-- Description of the task --
In the following listing, find the lines containing "StaticTag" and report them.

(Input records begins)

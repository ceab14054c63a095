//! Texpand commands API
//!
//! Commands are the things a control sequence or active character can refer to.
//! Commands provided by the engine are called primitives; commands created by
//! documents using primitives like `\def` are called macros.
//!
//! ## Expansion vs execution
//!
//! |                                          | Expansion | Execution
//! |------------------------------------------|-----------|-----------
//! Can read tokens from the input stream?     | Yes       | Yes
//! Can add tokens to the input stream?        | Yes       | Yes
//! Can make changes to the state?             | No        | Yes
//! Is run when the input is only being expanded? | Yes    | No
//!
//! Macros are expansion commands.

use crate::prelude as txl;
use crate::texmacro;
use crate::token;
use crate::vm;
use std::num;
use std::rc;
use std::sync;

pub(crate) mod map;

pub use map::InvalidAlias;
pub use map::Map;

/// The Rust type of expansion primitive functions.
pub type ExpansionFn<S> =
    fn(token: token::Token, input: &mut vm::ExpansionInput<S>) -> txl::Result<()>;

/// The Rust type of execution primitive functions.
pub type ExecutionFn<S> =
    fn(token: token::Token, input: &mut vm::ExecutionInput<S>) -> txl::Result<()>;

/// A TeX command.
pub enum Command<S> {
    /// An expansion primitive that is implemented in the engine.
    ///
    /// Examples: `\expandafter`, `\noexpand`.
    Expansion(ExpansionFn<S>, Option<Tag>),

    /// A user defined macro.
    Macro(rc::Rc<texmacro::Macro>),

    /// A non-expansion primitive that performs operations on the state.
    ///
    /// Examples: `\def`, `\catcode`.
    Execution(ExecutionFn<S>, Option<Tag>),

    /// A command that aliases a character token.
    ///
    /// Created using `\let\cmd=<character>`.
    CharacterTokenAlias(token::Value),
}

impl<S> std::fmt::Display for Command<S> {
    fn fmt(&self, f: &mut std::fmt::Formatter<'_>) -> std::fmt::Result {
        match self {
            Command::Expansion(_, _) => write![f, "an expansion command"],
            Command::Macro(_) => write![f, "a user-defined macro"],
            Command::Execution(_, _) => write![f, "an execution command"],
            Command::CharacterTokenAlias(_) => write![f, "a character token alias"],
        }
    }
}

impl<S> Command<S> {
    /// Gets the tag associated to this command, or [None] if the command has no tag.
    pub fn tag(&self) -> Option<Tag> {
        match self {
            Command::Expansion(_, tag) => *tag,
            Command::Execution(_, tag) => *tag,
            Command::Macro(_) | Command::CharacterTokenAlias(_) => None,
        }
    }

    /// Whether reading this command in an expanded stream triggers expansion.
    pub fn is_expandable(&self) -> bool {
        matches!(self, Command::Expansion(..) | Command::Macro(_))
    }
}

/// A built-in command. This is a command provided at VM initialization.
///
/// This struct is simply a combination of a [Command] and a documentation string for the command.
pub struct BuiltIn<S> {
    cmd: Command<S>,
    doc: Option<&'static str>,
}

impl<S> BuiltIn<S> {
    /// Create a new expansion built-in command.
    pub fn new_expansion(t: ExpansionFn<S>) -> BuiltIn<S> {
        t.into()
    }

    /// Create a new execution built-in command.
    pub fn new_execution(t: ExecutionFn<S>) -> BuiltIn<S> {
        t.into()
    }

    /// Set the tag for this built-in command.
    ///
    /// # Panics
    ///
    /// Panics if the command is a macro or a character token alias.
    pub fn with_tag(mut self, tag: Tag) -> BuiltIn<S> {
        match &mut self.cmd {
            Command::Expansion(_, t) => *t = Some(tag),
            Command::Execution(_, t) => *t = Some(tag),
            Command::Macro(_) | Command::CharacterTokenAlias(_) => {
                panic!("cannot add a tag to this type of command")
            }
        }
        self
    }

    /// Set the doc for this built-in command.
    pub fn with_doc(mut self, doc: &'static str) -> BuiltIn<S> {
        self.doc = Some(doc);
        self
    }

    pub fn cmd(&self) -> &Command<S> {
        &self.cmd
    }

    pub fn doc(&self) -> Option<&'static str> {
        self.doc
    }
}

// Clone is implemented manually as the derived implementation requires S to be Clone.
impl<S> Clone for Command<S> {
    fn clone(&self) -> Self {
        match self {
            Command::Expansion(e, t) => Command::Expansion::<S>(*e, *t),
            Command::Macro(m) => Command::Macro(m.clone()),
            Command::Execution(e, t) => Command::Execution(*e, *t),
            Command::CharacterTokenAlias(tv) => Command::CharacterTokenAlias(*tv),
        }
    }
}

impl<S> Clone for BuiltIn<S> {
    fn clone(&self) -> Self {
        Self {
            cmd: self.cmd.clone(),
            doc: self.doc,
        }
    }
}

impl<S> From<ExpansionFn<S>> for BuiltIn<S> {
    fn from(cmd: ExpansionFn<S>) -> Self {
        Command::Expansion(cmd, None).into()
    }
}

impl<S> From<rc::Rc<texmacro::Macro>> for BuiltIn<S> {
    fn from(cmd: rc::Rc<texmacro::Macro>) -> Self {
        Command::Macro(cmd).into()
    }
}

impl<S> From<ExecutionFn<S>> for BuiltIn<S> {
    fn from(cmd: ExecutionFn<S>) -> Self {
        Command::Execution(cmd, None).into()
    }
}

impl<S> From<Command<S>> for BuiltIn<S> {
    fn from(cmd: Command<S>) -> Self {
        BuiltIn { cmd, doc: None }
    }
}

/// A tag is a piece of metadata that is optionally attached to a command.
///
/// Tags let one command recognize another command in the input regardless of the
/// control sequence it is bound to.
/// For example, `\noexpand` is recognized by the expansion override hook through its tag,
/// so that `\let\n=\noexpand` followed by `\n` behaves the same way.
///
/// Tags are non-zero 32 bit integers.
/// The first tag created has value 1, the second tag has value 2, and so on.
/// A global mutex is used to store the next tag value.
/// `Option<Tag>` takes up 4 bytes in memory.
#[derive(PartialEq, Eq, Clone, Copy, Debug, PartialOrd, Ord, Hash)]
pub struct Tag(num::NonZeroU32);

static NEXT_TAG_VALUE: sync::Mutex<u32> = sync::Mutex::new(1);

impl Tag {
    /// Creates a new unique tag.
    ///
    /// ```
    /// # use texpand::command::Tag;
    /// let tag_1 = Tag::new();
    /// let tag_2 = Tag::new();
    /// assert_ne!(tag_1, tag_2);
    /// ```
    ///
    /// # Panics
    ///
    /// Panics if 2^32-1 tags have been created.
    #[allow(clippy::new_without_default)]
    pub fn new() -> Tag {
        let mut n = match NEXT_TAG_VALUE.lock() {
            Ok(n) => n,
            Err(poisoned) => poisoned.into_inner(),
        };
        let tag = match num::NonZeroU32::new(*n) {
            Some(value) => Tag(value),
            None => panic!("ran out of command tags"),
        };
        *n = n.wrapping_add(1);
        tag
    }
}

/// A static tag enables creating a tag in a static variable.
///
/// ```
/// # use texpand::command::StaticTag;
/// static TAG: StaticTag = StaticTag::new();
///
/// let first_get = TAG.get();
/// let second_get = TAG.get();
/// assert_eq!(first_get, second_get);
/// ```
pub struct StaticTag(std::sync::OnceLock<Tag>);

impl Default for StaticTag {
    fn default() -> Self {
        StaticTag::new()
    }
}

impl StaticTag {
    pub const fn new() -> StaticTag {
        StaticTag(std::sync::OnceLock::new())
    }

    /// Get the actual [Tag] out of this [StaticTag].
    /// Repeated calls to this function return the same tag.
    pub fn get(&self) -> Tag {
        *self.0.get_or_init(Tag::new)
    }
}

#[cfg(test)]
mod tests {
    use super::*;

    #[test]
    fn command_size() {
        assert!(std::mem::size_of::<Command<()>>() <= 24);
    }

    static STATIC_TAG_1: StaticTag = StaticTag::new();
    static STATIC_TAG_2: StaticTag = StaticTag::new();

    #[test]
    fn tag() {
        let tag_1_val_1 = STATIC_TAG_1.get();
        let tag_2_val_1 = STATIC_TAG_2.get();
        let other_tag_1 = Tag::new();
        let tag_1_val_2 = STATIC_TAG_1.get();
        let tag_2_val_2 = STATIC_TAG_2.get();
        let other_tag_2 = Tag::new();

        assert_eq!(tag_1_val_1, tag_1_val_2);
        assert_eq!(tag_2_val_1, tag_2_val_2);

        assert_ne!(tag_1_val_1, tag_2_val_2);
        assert_ne!(tag_1_val_1, other_tag_1);
        assert_ne!(tag_1_val_1, other_tag_2);
    }

    #[test]
    fn tag_size() {
        assert_eq!(std::mem::size_of::<Option<Tag>>(), 4);
    }
}
//! Number parsing.
//!
//! The number may be octal, decimal, hexadecimal, or cast from a character token.
//! Each form may be preceded by any number of `+` and `-` signs and spaces.

use crate::error;
use crate::parse;
use crate::prelude as txl;
use crate::token;
use crate::token::Value;
use crate::traits::*;
use crate::vm;

impl<S: TexpandState> Parsable<S> for i32 {
    fn parse_impl(input: &mut vm::ExpandedStream<S>) -> txl::Result<Self> {
        let (_, i): (token::Token, i32) = parse_number_internal(input)?;
        Ok(i)
    }
}

impl<S: TexpandState> Parsable<S> for token::CatCode {
    fn parse_impl(input: &mut vm::ExpandedStream<S>) -> txl::Result<Self> {
        let (token, i): (token::Token, i32) = parse_number_internal(input)?;
        if let Ok(val_u8) = u8::try_from(i) {
            if let Ok(cat_code) = token::CatCode::try_from(val_u8) {
                return Ok(cat_code);
            }
        }
        Err(parse::Error::new(
            input.vm(),
            "a category code number (an integer in the range [0, 15])",
            Some(token),
            "",
        )
        .with_got_override(format!["got the integer {i}"])
        .with_annotation_override("this is where the number started")
        .into())
    }
}

impl<S: TexpandState> Parsable<S> for char {
    fn parse_impl(input: &mut vm::ExpandedStream<S>) -> txl::Result<Self> {
        let (token, i): (token::Token, i32) = parse_number_internal(input)?;
        match u32::try_from(i).ok().and_then(char::from_u32) {
            Some(c) => Ok(c),
            None => Err(parse::Error::new(
                input.vm(),
                "a character code",
                Some(token),
                "a character code is a non-negative integer that is a valid Unicode scalar value",
            )
            .with_got_override(format!["got the integer {i}"])
            .with_annotation_override("this is where the number started")
            .into()),
        }
    }
}

const GUIDANCE_BEGINNING: &str =
    "a number begins with zero or more minus signs followed by one of the following:
- A decimal digit (0-9), which begins a decimal number.
- The character ', which indicates the beginning of an octal number
- The character \", which indicates the beginning of a hexadecimal number
- The character `, followed by a character token. The character is converted into its UTF-8 number.
";

fn parse_number_internal<S: TexpandState>(
    stream: &mut vm::ExpandedStream<S>,
) -> txl::Result<(token::Token, i32)> {
    let sign = parse_optional_signs(stream)?;
    let first_token = stream.next_or_err(NumberEndOfInputError {})?;
    let result: i32 = match first_token.value() {
        Value::Other(c @ '0'..='9') => parse_constant::<S, 10>(stream, c as i32 - '0' as i32)?,
        Value::Other('\'') => parse_constant::<S, 8>(stream, 0)?,
        Value::Other('"') => parse_constant::<S, 16>(stream, 0)?,
        Value::Other('`') => parse_character(stream)?,
        _ => {
            stream.back(first_token);
            let err = parse::Error::new(
                stream.vm(),
                "the beginning of a number",
                Some(first_token),
                GUIDANCE_BEGINNING,
            )
            .with_category(error::Category::MissingNumber);
            let err = match first_token.value() {
                Value::CommandRef(command_ref) => {
                    let annotation = match stream.commands_map().get_command(&command_ref) {
                        None => "undefined control sequence".to_string(),
                        Some(cmd) => format!["control sequence referencing {cmd}"],
                    };
                    err.with_annotation_override(annotation)
                }
                _ => err,
            };
            return Err(err.into());
        }
    };
    get_optional_element![stream, Value::Space(_) => (),];
    let result = match sign {
        None => result,
        // Only i32::MIN cannot be negated, and the parsed magnitude never exceeds i32::MAX.
        Some(_) => -result,
    };
    Ok((first_token, result))
}

#[derive(Debug)]
struct NumberEndOfInputError;

impl error::EndOfInputError for NumberEndOfInputError {
    fn doing(&self) -> String {
        "parsing a number".into()
    }

    fn notes(&self) -> Vec<String> {
        vec![GUIDANCE_BEGINNING.into()]
    }
}

/// Parses optional signs and spaces.
///
/// If the combination of the signs is positive, [None] is returned.
/// Otherwise, the Token corresponding to the last negative sign is returned.
fn parse_optional_signs<S: TexpandState>(
    stream: &mut vm::ExpandedStream<S>,
) -> txl::Result<Option<token::Token>> {
    let mut result = None;
    while let Some((sign, token)) = get_optional_element_with_token![
        stream,
        Value::Other('+') => true,
        Value::Other('-') => false,
        Value::Space(_) => true,
    ] {
        result = match (result, sign) {
            (None, false) => Some(token),
            (Some(_), false) => None,
            (result, true) => result,
        };
    }
    Ok(result)
}

const CHARACTER_GUIDANCE: &str =
    r"a character is a character token or single-character control sequence like \a";

fn parse_character<S: TexpandState>(input: &mut vm::ExpandedStream<S>) -> txl::Result<i32> {
    let token = input.unexpanded().next_or_err(CharacterError {})?;
    let c = match token.value() {
        Value::CommandRef(token::CommandRef::ControlSequence(cs_name, _)) => {
            let name = input
                .vm()
                .cs_name_interner()
                .resolve(cs_name)
                .unwrap_or_default();
            let mut iter = name.chars();
            match (iter.next(), iter.next()) {
                (Some(c), None) => c,
                _ => {
                    return Err(parse::Error::new(
                        input.vm(),
                        "a character",
                        Some(token),
                        CHARACTER_GUIDANCE,
                    )
                    .into())
                }
            }
        }
        _ => match token.char() {
            Some(c) => c,
            None => {
                return Err(parse::Error::new(
                    input.vm(),
                    "a character",
                    Some(token),
                    CHARACTER_GUIDANCE,
                )
                .into())
            }
        },
    };
    Ok(c as i32)
}

#[derive(Debug)]
struct CharacterError;

impl error::EndOfInputError for CharacterError {
    fn doing(&self) -> String {
        "parsing a character".into()
    }

    fn notes(&self) -> Vec<String> {
        vec![CHARACTER_GUIDANCE.into()]
    }
}

fn digit<const RADIX: i32>(value: Value) -> Option<i32> {
    let c = match value {
        Value::Other(c) => c,
        Value::Letter(c) if RADIX == 16 => c,
        _ => return None,
    };
    match c.to_digit(RADIX as u32) {
        // Hexadecimal digits 0-9 must have category other.
        Some(d) if d < 10 && !matches!(value, Value::Other(_)) => None,
        Some(d) => Some(d as i32),
        None => None,
    }
}

fn parse_constant<S: TexpandState, const RADIX: i32>(
    stream: &mut vm::ExpandedStream<S>,
    mut result: i32,
) -> txl::Result<i32> {
    let mut started = RADIX == 10;
    loop {
        let next = match stream.next()? {
            None => break,
            Some(next) => next,
        };
        let lsd = match digit::<RADIX>(next.value()) {
            None => {
                stream.back(next);
                break;
            }
            Some(lsd) => lsd,
        };
        started = true;
        result = match add_lsd::<RADIX>(result, lsd) {
            Some(n) => n,
            None => return Err(add_lsd_error::<S, RADIX>(stream.vm(), next, result, lsd).into()),
        }
    }
    if !started {
        let (expected, guidance) = match RADIX {
            8 => (
                "an octal digit",
                "an octal digit is a token with value 0-7 and category other",
            ),
            _ => (
                "a hexadecimal digit",
                "a hexadecimal digit is either:\n- A character token with value 0-9 and category other, or\n- A character token with value A-F or a-f and category letter or other",
            ),
        };
        let got = stream.peek()?;
        return Err(parse::Error::new(stream.vm(), expected, got, guidance)
            .with_category(error::Category::MissingNumber)
            .into());
    }
    Ok(result)
}

fn add_lsd<const RADIX: i32>(n: i32, lsd: i32) -> Option<i32> {
    match n.checked_mul(RADIX) {
        None => None,
        Some(n) => n.checked_add(lsd),
    }
}

fn add_lsd_error<S, const RADIX: i32>(
    vm: &vm::VM<S>,
    token: token::Token,
    n: i32,
    lsd: i32,
) -> parse::Error {
    let (got, range) = match RADIX {
        8 => (
            format!["got '{n:o}{lsd:o}"],
            format!["'{:o}, '{:o}", -i32::MAX, i32::MAX],
        ),
        16 => (
            format!["got 0x{n:X}{lsd:X}"],
            format!["-0x{:X}, 0x{:X}", i32::MAX, i32::MAX],
        ),
        _ => (
            format!["got {n}{lsd}"],
            format!["{}, {}", -i32::MAX, i32::MAX],
        ),
    };
    parse::Error::new(vm, format!["a number in the range [{range}]"], Some(token), "")
        .with_got_override(got)
        .with_annotation_override("this digit makes the number too big")
}

#[cfg(test)]
mod tests {
    use super::*;
    use crate::parse::testing::*;

    parse_success_tests![
        (octal_0, "'0", 0),
        (octal_7, "'7", 7),
        (octal_8, "'10", 8),
        (octal_15, "'17", 15),
        (octal_129, "'201", 129),
        (octal_max, "'17777777777", 2147483647),
        (octal_min, "-'17777777777", -2147483647),
        (decimal_0, "0", 0),
        (decimal_9, "9", 9),
        (decimal_19, "19", 19),
        (decimal_1_with_0_padding, "00019", 19),
        (decimal_123, "123", 123),
        (decimal_max, "2147483647", 2147483647),
        (decimal_min, "-2147483647", -2147483647),
        (hexadecimal_0, "\"0", 0),
        (hexadecimal_10, "\"A", 10),
        (hexadecimal_15, "\"F", 15),
        (hexadecimal_lowercase, "\"f", 15),
        (hexadecimal_16, "\"10", 16),
        (hexadecimal_31, "\"1F", 31),
        (hexadecimal_513, "\"201", 513),
        (hexadecimal_max, "\"7FFFFFFF", 2147483647),
        (hexadecimal_min, "-\"7FFFFFFF", -2147483647),
        (number_from_character, "`A", 65),
        (number_from_length_1_control_sequence, r"`\A", 65),
        (number_from_character_non_ascii, "`ö", 0x00F6),
        (number_from_length_1_control_sequence_non_ascii, r"`\ö", 0x00F6),
        (signs_plus, r"+4", 4),
        (signs_minus, r"-4", -4),
        (signs_plus_minus, r"+-4", -4),
        (signs_minus_minus, r"--4", 4),
        (signs_minus_minus_spaces, r"  -  - 4", 4),
        (catcode, "11", token::CatCode::Letter),
        (character_code, "97", 'a'),
    ];

    parse_failure_tests![
        i32,
        State,
        (octal_too_big, "'177777777770"),
        (octal_empty, "'"),
        (decimal_too_big_1, "2147483648"),
        (decimal_too_big_2, "500000000000000"),
        (decimal_too_negative, "-2147483648"),
        (hexadecimal_too_big, "\"7FFFFFFF0"),
        (hexadecimal_empty, "\""),
        (character, "A"),
        (character_missing, r"`"),
        (control_sequence_too_big, r"`\BC"),
        (empty_input, ""),
    ];

    parse_failure_tests![
        token::CatCode,
        State,
        (catcode_too_big, "16"),
        (catcode_negative, "-1"),
    ];

    #[test]
    fn terminator_is_pushed_back() {
        let mut vm = vm::VM::<State>::new(Default::default());
        vm.push_source("main.tex", "12a");
        let input = vm::ExecutionInput::new(&mut vm);
        assert_eq!(i32::parse(input).unwrap(), 12);
        assert_eq!(
            input.next().unwrap().map(|t| t.value()),
            Some(Value::Letter('a'))
        );
    }

    #[test]
    fn one_trailing_space_is_consumed() {
        let mut vm = vm::VM::<State>::new(Default::default());
        vm.push_source("main.tex", "12 \\relax");
        let input = vm::ExecutionInput::new(&mut vm);
        assert_eq!(i32::parse(input).unwrap(), 12);
        let next = input.unexpanded().next().unwrap().unwrap();
        assert!(next.command_ref().is_some());
    }

    #[test]
    fn missing_number_is_pushed_back() {
        let mut vm = vm::VM::<State>::new(Default::default());
        vm.push_source("main.tex", "a");
        let input = vm::ExecutionInput::new(&mut vm);
        let err = i32::parse(input).unwrap_err();
        assert_eq!(err.category(), error::Category::MissingNumber);
        assert_eq!(
            input.next().unwrap().map(|t| t.value()),
            Some(Value::Letter('a'))
        );
    }
}
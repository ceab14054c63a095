//! Knuth–Morris–Pratt substring search.
//!
//! Macro parameters delimited by tokens are found by running a search for the delimiter
//! over tokens as they are read from the input.
//! The string being searched is therefore never fully known in advance, so the API
//! takes elements one at a time.
//!
//! ```
//! # use texpand_stdext::algorithms::substringsearch::Matcher;
//! let matcher = Matcher::new(vec!['a', 'b', 'a']).unwrap();
//! let mut search = matcher.start();
//! assert_eq![search.next(&'x'), false];
//! assert_eq![search.next(&'a'), false];
//! assert_eq![search.next(&'b'), false];
//! assert_eq![search.next(&'a'), true];
//! assert_eq![search.next(&'b'), false];
//! assert_eq![search.next(&'a'), true];
//! ```

/// A precomputed search for one non-empty substring.
#[derive(Debug, Clone, PartialEq, Eq)]
pub struct Matcher<T: PartialEq> {
    substring: Vec<T>,
    // prefix_fn[i] is the length of the longest proper prefix of substring[..=i]
    // that is also a suffix of it.
    prefix_fn: Vec<usize>,
}

impl<T: PartialEq> Matcher<T> {
    /// Builds a matcher for the substring. Returns [None] if the substring is empty.
    pub fn new(substring: Vec<T>) -> Option<Matcher<T>> {
        if substring.is_empty() {
            return None;
        }
        let mut prefix_fn = Vec::with_capacity(substring.len());
        prefix_fn.push(0);
        let mut k = 0;
        for i in 1..substring.len() {
            while k > 0 && substring[k] != substring[i] {
                k = prefix_fn[k - 1];
            }
            if substring[k] == substring[i] {
                k += 1;
            }
            prefix_fn.push(k);
        }
        Some(Matcher {
            substring,
            prefix_fn,
        })
    }

    /// Starts a search over a new string.
    pub fn start(&self) -> Search<'_, T> {
        Search {
            matcher: self,
            q: 0,
        }
    }

    pub fn substring(&self) -> &[T] {
        &self.substring
    }
}

/// An in-progress search.
pub struct Search<'a, T: PartialEq> {
    matcher: &'a Matcher<T>,
    q: usize,
}

impl<'a, T: PartialEq> Search<'a, T> {
    /// Feeds the next element of the string.
    ///
    /// Returns true if the elements fed so far end with the substring.
    pub fn next(&mut self, elem: &T) -> bool {
        let substring = &self.matcher.substring;
        while self.q > 0 && &substring[self.q] != elem {
            self.q = self.matcher.prefix_fn[self.q - 1];
        }
        if &substring[self.q] == elem {
            self.q += 1;
        }
        if self.q == substring.len() {
            self.q = self.matcher.prefix_fn[self.q - 1];
            return true;
        }
        false
    }
}

#[cfg(test)]
mod tests {
    use super::*;

    fn match_positions(substring: &str, string: &str) -> Vec<usize> {
        let matcher = Matcher::new(substring.chars().collect()).unwrap();
        let mut search = matcher.start();
        string
            .chars()
            .enumerate()
            .filter_map(|(i, c)| if search.next(&c) { Some(i) } else { None })
            .collect()
    }

    #[test]
    fn empty_substring() {
        assert_eq!(Matcher::<char>::new(vec![]), None);
    }

    #[test]
    fn single_element() {
        assert_eq!(match_positions("a", "banana"), vec![1, 3, 5]);
    }

    #[test]
    fn overlapping_matches() {
        assert_eq!(match_positions("ana", "banana"), vec![3, 5]);
    }

    #[test]
    fn partial_match_then_restart() {
        assert_eq!(match_positions("aab", "aaab"), vec![3]);
        assert_eq!(match_positions("abab", "abaabab"), vec![6]);
    }

    #[test]
    fn no_match() {
        assert_eq!(match_positions("xyz", "xyxyxy"), Vec::<usize>::new());
    }
}
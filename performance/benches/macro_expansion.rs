use criterion::{criterion_group, criterion_main, Criterion};
use rand::SeedableRng;

pub fn macro_expansion_bench(c: &mut Criterion) {
    let mut rng = rand::prelude::StdRng::seed_from_u64(17);
    let tex_input = performance::generate_macro_calls(&mut rng, 20_000);

    let mut group = c.benchmark_group("macro-expansion");
    group.bench_function("macro_calls", |b| {
        b.iter(|| performance::run_in_texpand(&tex_input))
    });
}

criterion_group!(benches, macro_expansion_bench);
criterion_main!(benches);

(Input records ends)

-- Answer for the task --
/// # use texpand::command::StaticTag;
/// static TAG: StaticTag = StaticTag::new();
pub struct StaticTag(std::sync::OnceLock<Tag>);
impl Default for StaticTag {
        StaticTag::new()
impl StaticTag {
    pub const fn new() -> StaticTag {
        StaticTag(std::sync::OnceLock::new())
    /// Get the actual [Tag] out of this [StaticTag].
    static STATIC_TAG_1: StaticTag = StaticTag::new();
    static STATIC_TAG_2: StaticTag = StaticTag::new();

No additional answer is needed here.